Suportar essa realidade cotidiana é coisas de titãs. Sozinhos, nesse universo imenso, tentando salvar-se num momento iminente que virá é assustador para essa criatura, o homem. Então vem as artes... Com as artes o homem pode aquietar esse medo da morte como um lenitivo, uma brisa de mar aberto de sensibilidades, um oceano temeroso antes do amanhecer. Nas artes, ah as artes, são autênticas em tudo. Liga o passado, o presente e o futuro com obras reais com interações do mundo cotidiano com o onírico. Tudo bem, contemplar o belo vale a estesia...
Portanto, encontrar uma paisagem, ou outro motivo, para um quadro é um desafio e uma aventura estética ímpar. Arrumar os elementos para composição, sem descaracteriza o todo da pintura final, e melhorá-la, é ação de criação.

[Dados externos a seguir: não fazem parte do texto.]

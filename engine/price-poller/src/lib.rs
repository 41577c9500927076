//! # Price Poller
//!
//! Recurring sampler that drives the live price chart.
//!
//! On every tick the poller asks its [`SymbolSource`] for the current ticker
//! symbols, fetches their USD prices through a [`market_data::PriceFetch`] and
//! appends one [`PriceSample`] to a bounded [`TimeSeriesBuffer`]. The first tick
//! runs immediately. An empty symbol set clears the buffer without fetching, and a
//! failed fetch only costs that tick its sample.
//!
//! ```no_run
//! use std::sync::Arc;
//! use market_data::{CryptoComparePrices, MarketDataConfig};
//! use price_poller::{PollerConfig, PricePoller};
//!
//! # async fn run() -> price_poller::Result<()> {
//! let prices = CryptoComparePrices::new(MarketDataConfig::default())?;
//! let source = || -> price_poller::Result<Vec<String>> { Ok(vec!["BTC".into(), "ETH".into()]) };
//!
//! let handle = PricePoller::start(Arc::new(source), Arc::new(prices), PollerConfig::default())?;
//! tokio::time::sleep(std::time::Duration::from_secs(3)).await;
//! println!("{:?}", handle.latest());
//! handle.stop();
//! # Ok(())
//! # }
//! ```

pub mod buffer;
pub mod config;
pub mod error;
pub mod metrics;
pub mod poller;
pub mod sample;
pub mod source;


pub use buffer::TimeSeriesBuffer;
pub use config::{OverlapPolicy, PollerConfig};
pub use error::{PollerError, Result};
pub use metrics::{MetricsCollector, PollerMetrics};
pub use poller::{PollEvent, PollerHandle, PollerStatus, PricePoller};
pub use sample::PriceSample;
pub use source::SymbolSource;

/// Default polling interval
pub const DEFAULT_INTERVAL_MS: u64 = 1000;

/// Default number of samples kept for the chart
pub const DEFAULT_BUFFER_CAPACITY: usize = 60;

/// Default capacity of the event broadcast channel
pub const DEFAULT_EVENT_CAPACITY: usize = 128;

Boi no pasto da Fazenda Água Branca
Arches ( 28 x 38 ) cm 100% cotton 300g/m² - Vendida
Dayton Roger nasceu em Araçatuba, interior de São Paulo. Formado em matemática pela Universidade Federal de São Carlos (UFSCAR), viveu e frequentou o ambiente cultural e científico que permeia aquele campus. Frequentou, sobretudo, os cursos de história da arte e cinema do prof. José Sidney Leandro. Antes já usava a aquarela como técnica; mas foi sobre a orientação e incentivo desse professor que decidiu, de forma natural, pela aquarela como principal meio de expressão artística. Em julho de 1993, como apresentação para uma de suas exposicões de aquarelas, o professor escreveu sobre o aquarelista:
Seus melhores trabalhos são sem dúvida a paisagem. Dayton se dá melhor com grandes espaços. E, além disso com o efêmero. Suas obras que mais me impressionam são aquelas que capta o não estático, o mutável: o vento nas folhas, a luz do sol, as nuvens, a água, até os trilhos que aguardam o trem. Mesmo que ele desenhe aquilo que aparentemente é perene, uma casa por exemplo, a marca do transitório se faz presente, seja na parede mofada ou em algum outro detalhe. O efêmero na natureza é sua poética e a técnica, ou melhor, a gramática dessa técnica, é seu tema. A técnica pela própria técnica, não como suporte, mas como um fim em si mesma.